EXERCISE BRIEF:
For each line below with the word "PlaneAnchor", write out a copy.

MATERIAL PROVIDED:
····················

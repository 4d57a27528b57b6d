use crate::clash::{ClashResult, ItemId};
use crate::error::HostError;
use crate::geometry::{Aabb, SectionVolume};
use crate::host::{FolderRef, HostResult, ViewpointStore, ViewportHost};
use crate::operations::bounds::UnionBounds;
use crate::operations::camera::{FrameTarget, Framer, FramingMode, FramingOutcome};
use crate::operations::section::{SectionBox, SectionPlane};

use super::config::{IsolationMode, PipelineConfig, PlaneAnchor, SectionMode};
use super::naming::viewpoint_name;
use super::record::{ResultOutcome, SkipReason, Step, ViewpointRecord};

/// Viewport state touched by one result, undone by the reset step.
#[derive(Debug, Default)]
struct Applied {
    hidden: bool,
    faded: Vec<ItemId>,
}

type StepResult<T> = std::result::Result<T, (Step, HostError)>;

fn at(step: Step) -> impl FnOnce(HostError) -> (Step, HostError) {
    move |error| (step, error)
}

/// Runs a single clash result through the viewpoint pipeline.
///
/// Every step that touches the viewport may fail on its own. Failures are
/// caught here, classified with the step that raised them, and never
/// propagate further. The reset step runs on every exit path.
pub struct ClashResultProcessor<'a> {
    config: &'a PipelineConfig,
    framing: FramingMode,
    folder: &'a FolderRef,
}

impl<'a> ClashResultProcessor<'a> {
    /// Creates a processor saving into `folder` with an already resolved
    /// framing strategy.
    #[must_use]
    pub fn new(config: &'a PipelineConfig, framing: FramingMode, folder: &'a FolderRef) -> Self {
        Self {
            config,
            framing,
            folder,
        }
    }

    /// Processes `result` as the `ordinal`-th (1-based) attempted result.
    pub fn process(
        &self,
        ordinal: usize,
        result: &ClashResult,
        viewport: &mut dyn ViewportHost,
        store: &mut dyn ViewpointStore,
    ) -> ResultOutcome {
        let span = tracing::debug_span!("clash_result", ordinal, clash_id = %result.id);
        let _enter = span.enter();

        let items = result.items();
        let mut applied = Applied::default();
        let outcome = match self.run_steps(ordinal, result, &items, viewport, store, &mut applied) {
            Ok(outcome) => outcome,
            Err((step, error)) => {
                tracing::error!(%step, %error, "Clash result failed");
                ResultOutcome::Failed { step, error }
            }
        };
        self.reset(&items, &applied, viewport);
        outcome
    }

    fn run_steps(
        &self,
        ordinal: usize,
        result: &ClashResult,
        items: &[ItemId],
        viewport: &mut dyn ViewportHost,
        store: &mut dyn ViewpointStore,
        applied: &mut Applied,
    ) -> StepResult<ResultOutcome> {
        if items.is_empty() {
            tracing::warn!(step = %Step::CollectItems, "Skipping clash result without items");
            return Ok(ResultOutcome::Skipped(SkipReason::NoItems));
        }

        let bounds = UnionBounds::new(items.to_vec())
            .execute(&*viewport)
            .map_err(at(Step::ComputeBounds))?;
        if bounds.is_empty() || bounds.is_point() {
            tracing::warn!(step = %Step::ComputeBounds, "Skipping clash result without geometry");
            return Ok(ResultOutcome::Skipped(SkipReason::EmptyGeometry));
        }
        tracing::debug!(?bounds, "Computed clash bounds");

        let section = self
            .apply_section(&bounds, items, viewport)
            .map_err(at(Step::ApplySection))?;

        self.isolate(items, viewport, applied)
            .map_err(at(Step::Isolate))?;

        viewport
            .highlight(items, self.config.highlight_color)
            .map_err(at(Step::Highlight))?;

        viewport.set_selection(items).map_err(at(Step::Select))?;

        let target = self
            .frame_target(&bounds, items, &*viewport)
            .map_err(at(Step::Frame))?;
        let framing = Framer::new(self.framing, target)
            .execute(viewport)
            .map_err(at(Step::Frame))?;
        let framed = framing != FramingOutcome::DegenerateView;
        if !framed {
            tracing::warn!(step = %Step::Frame, "Degenerate view, capturing current camera");
        }

        let name = viewpoint_name(ordinal, &result.display_name);
        let pose = viewport.current_camera_pose().map_err(at(Step::Capture))?;
        let record = ViewpointRecord {
            name: name.clone(),
            pose,
            section,
            highlighted_items: items.to_vec(),
        };
        store
            .save_viewpoint(self.folder, &record)
            .map_err(at(Step::Capture))?;
        tracing::debug!(%name, "Saved viewpoint");

        Ok(ResultOutcome::Saved { name, framed })
    }

    fn apply_section(
        &self,
        bounds: &Aabb,
        items: &[ItemId],
        viewport: &mut dyn ViewportHost,
    ) -> HostResult<SectionVolume> {
        let volume = match self.config.section {
            SectionMode::None => return Ok(SectionVolume::Disabled),
            SectionMode::Box(padding) => SectionBox::new(*bounds, padding).execute(),
            SectionMode::SinglePlane { anchor } => {
                let reference = match anchor {
                    PlaneAnchor::FirstItemCenter => first_item_bounds(items, &*viewport)?
                        .unwrap_or(*bounds)
                        .center(),
                    PlaneAnchor::BoundsCenter => bounds.center(),
                };
                SectionPlane::horizontal(reference).execute()
            }
        };
        viewport.enable_section(&volume)?;
        Ok(volume)
    }

    fn isolate(
        &self,
        items: &[ItemId],
        viewport: &mut dyn ViewportHost,
        applied: &mut Applied,
    ) -> HostResult<()> {
        match self.config.isolation {
            IsolationMode::None => Ok(()),
            IsolationMode::HideOthers => {
                let bystanders = others(items, &*viewport);
                applied.hidden = true;
                viewport.set_hidden(&bystanders, true)
            }
            IsolationMode::FadeTemplate { color } => {
                applied.faded = others(items, &*viewport);
                viewport.highlight(&applied.faded, color)
            }
        }
    }

    fn frame_target(
        &self,
        bounds: &Aabb,
        items: &[ItemId],
        viewport: &dyn ViewportHost,
    ) -> HostResult<Aabb> {
        Ok(match self.config.frame_target {
            FrameTarget::CombinedBounds => *bounds,
            FrameTarget::FirstItem => first_item_bounds(items, viewport)?.unwrap_or(*bounds),
        })
    }

    /// Undoes everything the steps may have applied. Each call is attempted
    /// independently; failures are logged and do not change the outcome.
    fn reset(&self, items: &[ItemId], applied: &Applied, viewport: &mut dyn ViewportHost) {
        if !matches!(self.config.section, SectionMode::None) {
            log_reset_failure(viewport.disable_section());
        }
        if applied.hidden {
            log_reset_failure(viewport.reset_all_hidden());
        }
        let overridden: Vec<ItemId> = items.iter().chain(&applied.faded).copied().collect();
        log_reset_failure(viewport.reset_color_overrides(&overridden));
        log_reset_failure(viewport.clear_selection());
    }
}

fn log_reset_failure(result: HostResult<()>) {
    if let Err(error) = result {
        tracing::warn!(step = %Step::Reset, %error, "Reset call failed");
    }
}

/// Bounds of the first item, if it has usable geometry.
fn first_item_bounds(items: &[ItemId], viewport: &dyn ViewportHost) -> HostResult<Option<Aabb>> {
    let Some(&first) = items.first() else {
        return Ok(None);
    };
    Ok(viewport.item_bounds(first)?.filter(|b| !b.is_empty()))
}

/// Every model item not in `items`.
fn others(items: &[ItemId], viewport: &dyn ViewportHost) -> Vec<ItemId> {
    viewport
        .model_items()
        .into_iter()
        .filter(|id| !items.contains(id))
        .collect()
}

····················

WRITTEN SOLUTION:
use super::config::{IsolationMode, PipelineConfig, PlaneAnchor, SectionMode};
                    PlaneAnchor::FirstItemCenter => first_item_bounds(items, &*viewport)?
                    PlaneAnchor::BoundsCenter => bounds.center(),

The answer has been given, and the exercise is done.